Miss Grand Singapore
- Formation: September 9, 2023; 3 years ago
- Founder: Adeline Hokulani
- Type: Beauty pageant
- Headquarters: Singapore
- Members: Miss Grand International
- Official language: English
- National director: Angela Tay
- Parent organization: ERM Group (2015–2018, 2026 – present)
- Website: ermworld.org

= Miss Grand Singapore =

Beauty pageant title of Singapore

Miss Grand Singapore is an annual beauty pageant in Singapore, that selects a contestant for Miss Grand International. It began in 2013, when the first runner-up of Miss Singapore World 2013, Elizabeth Houghton, was appointed to represent Singapore at Miss Grand International 2013 in Thailand. After that, the license was transferred to different organizers, until an organizer led by Adeline Hokulani, AO Venture Pte Ltd, obtained the franchise in 2023. Since then, Singapore's has never secured any placements at Miss Grand International.

==History==

Singapore first appeared at Miss Grand International 2013, when the franchise was under the Miss World Singapore contest. It appointed the first runner-up of Miss World Singapore 2013, Elizabeth Houghton, to represent the country at the first Miss Grand International in Thailand. Houghton was disqualified by the organization before completing the contest, and their partnership was discontinued. Later in 2014, the franchise was obtained by a real estate development company, Islandia Group Limited.

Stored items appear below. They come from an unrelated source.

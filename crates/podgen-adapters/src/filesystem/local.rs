//! Local filesystem adapter using std::fs.

use std::io;
use std::path::{Path, PathBuf};

use podgen_core::{
    application::{ApplicationError, ports::Filesystem},
    error::{PodgenError, PodgenResult},
};
use tracing::trace;

/// Production filesystem implementation using `std::fs`.
///
/// Files are written to a sibling temporary file and renamed into place, so
/// a failed write leaves the previous file (or nothing) behind.
#[derive(Debug, Clone, Copy, Default)]
pub struct LocalFilesystem;

impl LocalFilesystem {
    pub fn new() -> Self {
        Self
    }
}

impl Filesystem for LocalFilesystem {
    fn create_dir_all(&self, path: &Path) -> PodgenResult<()> {
        std::fs::create_dir_all(path).map_err(|e| map_io_error(path, e, "create directory"))
    }

    fn write_file(&self, path: &Path, content: &str) -> PodgenResult<()> {
        let staging = staging_path(path);
        trace!(path = %path.display(), staging = %staging.display(), "Writing");

        if let Err(e) = std::fs::write(&staging, content) {
            let _ = std::fs::remove_file(&staging);
            return Err(map_io_error(path, e, "write file"));
        }
        std::fs::rename(&staging, path).map_err(|e| {
            let _ = std::fs::remove_file(&staging);
            map_io_error(path, e, "replace file")
        })
    }

    fn exists(&self, path: &Path) -> bool {
        path.exists()
    }

    fn remove_file(&self, path: &Path) -> PodgenResult<()> {
        std::fs::remove_file(path).map_err(|e| map_io_error(path, e, "remove file"))
    }
}

fn staging_path(path: &Path) -> PathBuf {
    let name = path
        .file_name()
        .map(|n| n.to_string_lossy().into_owned())
        .unwrap_or_default();
    path.with_file_name(format!(".{name}.podgen-tmp"))
}

fn map_io_error(path: &Path, e: io::Error, operation: &str) -> PodgenError {
    ApplicationError::FilesystemError {
        path: path.to_path_buf(),
        reason: format!("Failed to {operation}: {e}"),
    }
    .into()
}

Under the direction of the Islandia Group, an ad hoc pageant named "Miss Singapore Islandia" was held in 2014 as an entertainment event for the Singapore National Day Charity Gala to promote a new real estate project invested in the Riau Islands of Indonesia, "The Islandia." The event was held at the Golden Mile Complex, in Singapore. The winner of the contest, Jasy ln Tan, was sent to compete at the Miss Grand International 2014 pageant in Thailand.

After the Islandia Group stopped all marketing campaigns for the aforementioned project on 1 December 2014, the license was purchased by the pageant organizer led by Alex Liu, Exclusive Resource Marketing Pte., Ltd. (ERM Singapore Marketing Group), which served as the national licensee for Miss Grand International Singapore from 2015 to 2018. The country representatives during that time were either appointed or determined through the Miss Singapore Beauty Pageant.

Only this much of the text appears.